Na semana passada, vi um elefante voar: o líder da maioria no Senado, Chuck Schumer, apoiador de Israel de longa data, fez um discurso pedindo aos israelenses que realizassem uma eleição o mais rápido possível para derrubar o primeiro-ministro, Binyamin Netanyahu, e seu gabinete de ultradireita.
Foi um grande elefante voando. E isso gerou respostas previsíveis da direita judaica (“Schumer é um traidor”), de Netanyahu (“Israel não é uma república das bananas”) e de cínicos (“Schumer está apenas se aproximando da esquerda democrata”).

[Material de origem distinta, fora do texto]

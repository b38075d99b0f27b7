//! Catalog domain module.
//!
//! The tool catalog is data, not code: a stored configuration record names
//! the target collection and declares every tool with its parameters.
//!
//! ## Architecture
//!
//! - `record.rs` - Stored record shape (decoding only)
//! - `constraint.rs` - Numeric and length bounds, with the expression parser
//! - `schema.rs` - Validated catalog and tool kind inference
//! - `error.rs` - Catalog-specific error types

mod constraint;
mod error;
mod record;
mod schema;

#[cfg(test)]
pub(crate) mod fixtures;

pub use constraint::{Constraint, NumericCheck};
pub use error::SchemaError;
pub use record::{ConfigRecord, ConstraintBounds, ModuleInfo, RawConstraint, RawParameterSpec, RawToolDefinition};
pub use schema::{
    DEFAULT_VECTOR_PATH, ParamSpec, ParamType, Projection, ToolDefinition, ToolKind, ToolSchema,
    WILDCARD_PATH,
};
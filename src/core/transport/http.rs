//! HTTP transport implementation.
//!
//! HTTP server with JSON-RPC over POST requests.
//! This allows standard HTTP clients (curl, browsers, etc.) to call catalog
//! tools, plus a `/health` endpoint reporting database reachability.

use axum::{
    Json, Router,
    extract::State,
    http::StatusCode,
    response::IntoResponse,
    routing::{get, post},
};
use serde::{Deserialize, Serialize};
use std::sync::Arc;
use tokio::sync::RwLock;
use tower_http::cors::{Any, CorsLayer};
use tracing::{info, instrument, warn};

use super::{TransportError, TransportResult, config::HttpConfig};
use crate::core::McpServer;

/// HTTP transport handler.
pub struct HttpTransport {
    config: HttpConfig,
}

/// JSON-RPC request structure.
#[derive(Debug, Clone, Serialize, Deserialize)]
pub struct JsonRpcRequest {
    pub jsonrpc: String,
    #[serde(default)]
    pub id: Option<serde_json::Value>,
    pub method: String,
    #[serde(default)]
    pub params: Option<serde_json::Value>,
}

/// JSON-RPC response structure.
#[derive(Debug, Clone, Serialize, Deserialize)]
pub struct JsonRpcResponse {
    pub jsonrpc: String,
    #[serde(skip_serializing_if = "Option::is_none")]
    pub id: Option<serde_json::Value>,
    #[serde(skip_serializing_if = "Option::is_none")]
    pub result: Option<serde_json::Value>,
    #[serde(skip_serializing_if = "Option::is_none")]
    pub error: Option<JsonRpcError>,
}

/// JSON-RPC error structure.
#[derive(Debug, Clone, Serialize, Deserialize)]
pub struct JsonRpcError {
    pub code: i32,
    pub message: String,
    #[serde(skip_serializing_if = "Option::is_none")]
    pub data: Option<serde_json::Value>,
}

impl JsonRpcResponse {
    /// Create a success response.
    pub fn success(id: Option<serde_json::Value>, result: serde_json::Value) -> Self {
        Self {
            jsonrpc: "2.0".to_string(),
            id,
            result: Some(result),
            error: None,
        }
    }

    /// Create an error response.
    pub fn error(id: Option<serde_json::Value>, code: i32, message: impl Into<String>) -> Self {
        Self {
            jsonrpc: "2.0".to_string(),
            id,
            result: None,
            error: Some(JsonRpcError {
                code,
                message: message.into(),
                data: None,
            }),
        }
    }

    /// Method not found error.
    pub fn method_not_found(id: Option<serde_json::Value>) -> Self {
        Self::error(id, -32601, "Method not found")
    }

    /// Invalid request error.
    pub fn invalid_request(id: Option<serde_json::Value>) -> Self {
        Self::error(id, -32600, "Invalid Request")
    }

    /// Invalid params error.
    pub fn invalid_params(id: Option<serde_json::Value>, msg: impl Into<String>) -> Self {
        Self::error(id, -32602, msg)
    }

    /// Internal error.
    pub fn internal_error(id: Option<serde_json::Value>, msg: impl Into<String>) -> Self {
        Self::error(id, -32603, msg)
    }
}

/// Application state shared across HTTP handlers.
#[derive(Clone)]
pub struct AppState {
    /// The MCP server instance.
    server: McpServer,
    /// Path of the JSON-RPC endpoint, reported by the root handler.
    rpc_path: String,
    /// Session state for maintaining conversation context.
    session: Arc<RwLock<Option<SessionState>>>,
}

/// Session state for a client.
#[derive(Debug, Clone)]
#[allow(dead_code)]
struct SessionState {
    initialized: bool,
    protocol_version: String,
}

impl HttpTransport {
    /// Create a new HTTP transport with the given config.
    pub fn new(config: HttpConfig) -> Self {
        Self { config }
    }

    /// Get the bind address.
    pub fn address(&self) -> String {
        format!("{}:{}", self.config.host, self.config.port)
    }

    /// Run the HTTP transport.
    pub async fn run(self, server: McpServer) -> TransportResult<()> {
        let addr = self.address();

        let state = AppState {
            server,
            rpc_path: self.config.rpc_path.clone(),
            session: Arc::new(RwLock::new(None)),
        };

        // Build router
        let mut app = Router::new()
            .route(&self.config.rpc_path, post(handle_rpc))
            .route("/health", get(health_check))
            .route("/", get(root_handler))
            .with_state(state);

        // Add CORS if enabled
        if self.config.enable_cors {
            let cors = CorsLayer::new()
                .allow_origin(Any)
                .allow_methods(Any)
                .allow_headers(Any);
            app = app.layer(cors);
        }

        let listener = tokio::net::TcpListener::bind(&addr)
            .await
            .map_err(|e| TransportError::bind(&addr, e))?;

        let cors_status = if self.config.enable_cors {
            "enabled"
        } else {
            "disabled"
        };
        info!(
            "Ready - listening on {} (JSON-RPC over HTTP, CORS {})",
            addr, cors_status
        );
        info!("  → JSON-RPC: POST {}", self.config.rpc_path);
        info!("  → Health:   GET /health");

        axum::serve(listener, app)
            .await
            .map_err(|e| TransportError::http(e.to_string()))?;

        Ok(())
    }
}

/// Root handler - provides API info.
async fn root_handler(State(state): State<AppState>) -> impl IntoResponse {
    Json(serde_json::json!({
        "name": state.server.name(),
        "version": state.server.version(),
        "transport": "HTTP",
        "endpoints": {
            "rpc": state.rpc_path,
            "health": "/health"
        },
        "protocol": "JSON-RPC 2.0",
        "documentation": format!("Send POST requests to {} with JSON-RPC messages", state.rpc_path)
    }))
}

/// Health check endpoint.
///
/// Always 200; an unreachable database shows up as `"status": "unhealthy"`.
async fn health_check(State(state): State<AppState>) -> impl IntoResponse {
    let report = state.server.health().await;
    if !report.is_healthy() {
        warn!("Health check failed: {:?}", report.error);
    }
    Json(report)
}

/// Handle JSON-RPC requests.
#[instrument(skip_all, fields(method))]
async fn handle_rpc(
    State(state): State<AppState>,
    Json(request): Json<JsonRpcRequest>,
) -> impl IntoResponse {
    tracing::Span::current().record("method", &request.method);
    info!("Received JSON-RPC request: {}", request.method);

    let response = process_request(&state, request).await;

    (StatusCode::OK, Json(response))
}

/// Process a JSON-RPC request and return the response.
async fn process_request(state: &AppState, request: JsonRpcRequest) -> JsonRpcResponse {
    // Validate JSON-RPC version
    if request.jsonrpc != "2.0" {
        return JsonRpcResponse::invalid_request(request.id);
    }

    match request.method.as_str() {
        // Initialize the MCP session
        "initialize" => handle_initialize(state, request).await,

        // List available tools
        "tools/list" => handle_tools_list(state, request).await,

        // Call a tool
        "tools/call" => handle_tools_call(state, request).await,

        // List available resources
        "resources/list" => handle_resources_list(state, request).await,

        // List resource templates
        "resources/templates/list" => handle_resources_templates_list(state, request).await,

        // Read a resource
        "resources/read" => handle_resources_read(state, request).await,

        // Liveness check
        "ping" => JsonRpcResponse::success(request.id, serde_json::json!({})),

        // Notifications (no response needed for stateless HTTP)
        method if method.starts_with("notifications/") => {
            handle_notification(state, &request).await;
            // Return empty success for notifications
            JsonRpcResponse::success(request.id, serde_json::json!(null))
        }

        // Unknown method
        _ => {
            warn!("Unknown method: {}", request.method);
            JsonRpcResponse::method_not_found(request.id)
        }
    }
}

/// Handle initialize request.
async fn handle_initialize(state: &AppState, request: JsonRpcRequest) -> JsonRpcResponse {
    info!("Processing initialize request");

    // Extract client info from params
    let _params = request.params.clone().unwrap_or(serde_json::json!({}));

    // Store session state
    let mut session = state.session.write().await;
    *session = Some(SessionState {
        initialized: true,
        protocol_version: "2024-11-05".to_string(),
    });

    // Return server capabilities
    let result = serde_json::json!({
        "protocolVersion": "2024-11-05",
        "capabilities": {
            "tools": {},
            "resources": {}
        },
        "serverInfo": {
            "name": state.server.name(),
            "version": state.server.version()
        },
        "instructions": state.server.instructions()
    });

    JsonRpcResponse::success(request.id, result)
}

/// Handle tools/list request.
async fn handle_tools_list(state: &AppState, request: JsonRpcRequest) -> JsonRpcResponse {
    info!("Processing tools/list request");

    let tools = state.server.list_tools();
    let result = serde_json::json!({
        "tools": tools
    });

    JsonRpcResponse::success(request.id, result)
}

/// Handle tools/call request.
async fn handle_tools_call(state: &AppState, request: JsonRpcRequest) -> JsonRpcResponse {
    info!("Processing tools/call request");

    let params = match request.params {
        Some(p) => p,
        None => return JsonRpcResponse::invalid_params(request.id.clone(), "Missing params"),
    };

    let name = match params.get("name").and_then(|v| v.as_str()) {
        Some(n) => n.to_string(),
        None => return JsonRpcResponse::invalid_params(request.id.clone(), "Missing tool name"),
    };

    let arguments = params
        .get("arguments")
        .cloned()
        .unwrap_or(serde_json::json!({}));

    match state.server.call_tool(&name, arguments).await {
        Ok(result) => JsonRpcResponse::success(request.id, result),
        Err(e) => JsonRpcResponse::invalid_params(request.id, e),
    }
}

/// Handle resources/list request.
async fn handle_resources_list(state: &AppState, request: JsonRpcRequest) -> JsonRpcResponse {
    info!("Processing resources/list request");

    let resources = state.server.list_resources().await;
    let result = serde_json::json!({
        "resources": resources
    });

    JsonRpcResponse::success(request.id, result)
}

/// Handle resources/templates/list request.
async fn handle_resources_templates_list(
    state: &AppState,
    request: JsonRpcRequest,
) -> JsonRpcResponse {
    info!("Processing resources/templates/list request");

    let templates = state.server.list_resource_templates().await;
    let result = serde_json::json!({
        "resourceTemplates": templates
    });

    JsonRpcResponse::success(request.id, result)
}

/// Handle resources/read request.
async fn handle_resources_read(state: &AppState, request: JsonRpcRequest) -> JsonRpcResponse {
    info!("Processing resources/read request");

    let params = match request.params {
        Some(p) => p,
        None => return JsonRpcResponse::invalid_params(request.id.clone(), "Missing params"),
    };

    let uri = match params.get("uri").and_then(|v| v.as_str()) {
        Some(u) => u.to_string(),
        None => return JsonRpcResponse::invalid_params(request.id.clone(), "Missing resource URI"),
    };

    match state.server.read_resource(&uri).await {
        Ok(result) => JsonRpcResponse::success(request.id, result),
        Err(e) => JsonRpcResponse::invalid_params(request.id, e),
    }
}

/// Handle notifications (no response needed).
async fn handle_notification(state: &AppState, request: &JsonRpcRequest) {
    match request.method.as_str() {
        "notifications/initialized" => {
            info!("Client sent initialized notification");
            let mut session = state.session.write().await;
            if let Some(ref mut s) = *session {
                s.initialized = true;
            }
        }
        _ => {
            info!("Received notification: {}", request.method);
        }
    }
}

#[cfg(test)]
mod tests {
    use super::*;
    use crate::core::Config;
    use crate::core::config::ExecutionConfig;
    use crate::domains::catalog::fixtures;
    use crate::domains::store::CollectionRef;
    use crate::domains::store::testing::RecordingStore;
    use crate::domains::tools::{Executor, ToolRegistry};
    use serde_json::json;

    fn state() -> AppState {
        let schema = Arc::new(fixtures::sample_schema());
        let store = RecordingStore::new().with_distinct(vec![json!("Porto")]);
        let executor = Executor::new(Arc::new(store), CollectionRef::from(schema.module()), 100);
        let registry = ToolRegistry::new(schema, executor, None, &ExecutionConfig::default());
        AppState {
            server: McpServer::new(Config::default(), Arc::new(registry)),
            rpc_path: "/mcp".to_string(),
            session: Arc::new(RwLock::new(None)),
        }
    }

    fn request(method: &str, params: serde_json::Value) -> JsonRpcRequest {
        JsonRpcRequest {
            jsonrpc: "2.0".to_string(),
            id: Some(json!(1)),
            method: method.to_string(),
            params: Some(params),
        }
    }

    #[tokio::test]
    async fn test_initialize_has_no_prompts() {
        let response = process_request(&state(), request("initialize", json!({}))).await;
        let result = response.result.unwrap();
        assert!(result["capabilities"].get("prompts").is_none());
        assert!(result["instructions"].is_string());
    }

    #[tokio::test]
    async fn test_tools_call() {
        let state = state();
        let response = process_request(
            &state,
            request("tools/call", json!({"name": "get_unique_values", "arguments": {"field": "address.market"}})),
        )
        .await;
        let result = response.result.unwrap();
        assert_eq!(result["isError"], json!(false));
        assert_eq!(result["structuredContent"]["results"], json!(["Porto"]));

        let response = process_request(&state, request("tools/call", json!({"name": "nope"}))).await;
        assert_eq!(response.error.unwrap().code, -32602);
    }

    #[tokio::test]
    async fn test_unknown_method() {
        let response = process_request(&state(), request("prompts/list", json!({}))).await;
        assert_eq!(response.error.unwrap().code, -32601);
    }

    #[tokio::test]
    async fn test_invalid_version() {
        let mut req = request("tools/list", json!({}));
        req.jsonrpc = "1.0".to_string();
        let response = process_request(&state(), req).await;
        assert_eq!(response.error.unwrap().code, -32600);
    }
}
fn infer_kind(
    tool: &str,
    has_index: bool,
    vector_marked: bool,
    parameters: &IndexMap<String, ParamSpec>,
) -> Result<ToolKind, SchemaError> {
    if parameters.contains_key("pipeline") {
        if has_index {
            return Err(SchemaError::invalid_tool(
                tool,
                "ambiguous shape: a 'pipeline' parameter together with an index; set 'kind' explicitly",
            ));
        }
        return Ok(ToolKind::RawAggregation);
    }

    if has_index {
        return Ok(if vector_marked || parameters.contains_key("num_candidates") {
            ToolKind::VectorSearch
        } else {
            ToolKind::TextSearch
        });
    }

    if parameters.is_empty() {
        return Ok(ToolKind::CollectionInfo);
    }
    if parameters.len() == 1 && parameters.contains_key("field") {
        return Ok(ToolKind::DistinctValues);
    }

    Err(SchemaError::invalid_tool(
        tool,
        "cannot determine the tool kind from its shape; declare an index, a 'field' or 'pipeline' parameter, or set 'kind'",
    ))
}

fn check_shape(
    tool: &str,
    kind: ToolKind,
    has_index: bool,
    parameters: &IndexMap<String, ParamSpec>,
) -> Result<(), SchemaError> {
    if kind.needs_index() && !has_index {
        return Err(SchemaError::invalid_tool(
            tool,
            format!("{} tools need an index", kind),
        ));
    }

    let needed = match kind {
        ToolKind::VectorSearch | ToolKind::TextSearch => Some("query_text"),
        ToolKind::DistinctValues => Some("field"),
        ToolKind::RawAggregation => Some("pipeline"),
        ToolKind::CollectionInfo => None,
    };
    if let Some(needed) = needed {
        if !parameters.contains_key(needed) {
            return Err(SchemaError::invalid_tool(
                tool,
                format!("{} tools need a '{}' parameter", kind, needed),
            ));
        }
    }

    if kind == ToolKind::CollectionInfo && !parameters.is_empty() {
        return Err(SchemaError::invalid_tool(
            tool,
            "collection_info tools take no parameters",
        ));
    }

    let expected = [
        ("query_text", ParamType::String),
        ("field", ParamType::String),
        ("limit", ParamType::Integer),
        ("num_candidates", ParamType::Integer),
        ("filters", ParamType::List),
        ("pipeline", ParamType::List),
    ];
    for (param, expected_type) in expected {
        if let Some(spec) = parameters.get(param) {
            if spec.param_type != expected_type {
                return Err(SchemaError::invalid_tool(
                    tool,
                    format!(
                        "parameter '{}' must be {}, not {}",
                        param, expected_type, spec.param_type
                    ),
                ));
            }
        }
    }
    Ok(())
}

// ============================================================================
// Tool Schema
// ============================================================================

/// The immutable catalog loaded from one configuration record.
#[derive(Debug, Clone)]
pub struct ToolSchema {
    name: String,
    module: ModuleInfo,
    tools: IndexMap<String, ToolDefinition>,
}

Todas respostas previsíveis e todas, erradas.
A resposta correta é, na verdade, uma pergunta: o que de tão errado pode ter acontecido na relação entre Estados Unidos e Netanyahu a levar alguém tão dedicado a Israel quanto Chuck Schumer a pedir à população do país que substitua o premiê —e ter sua fala elogiada pelo presidente Joe Biden como um “bom discurso” que delinearia preocupações compartilhadas por “muitos americanos”?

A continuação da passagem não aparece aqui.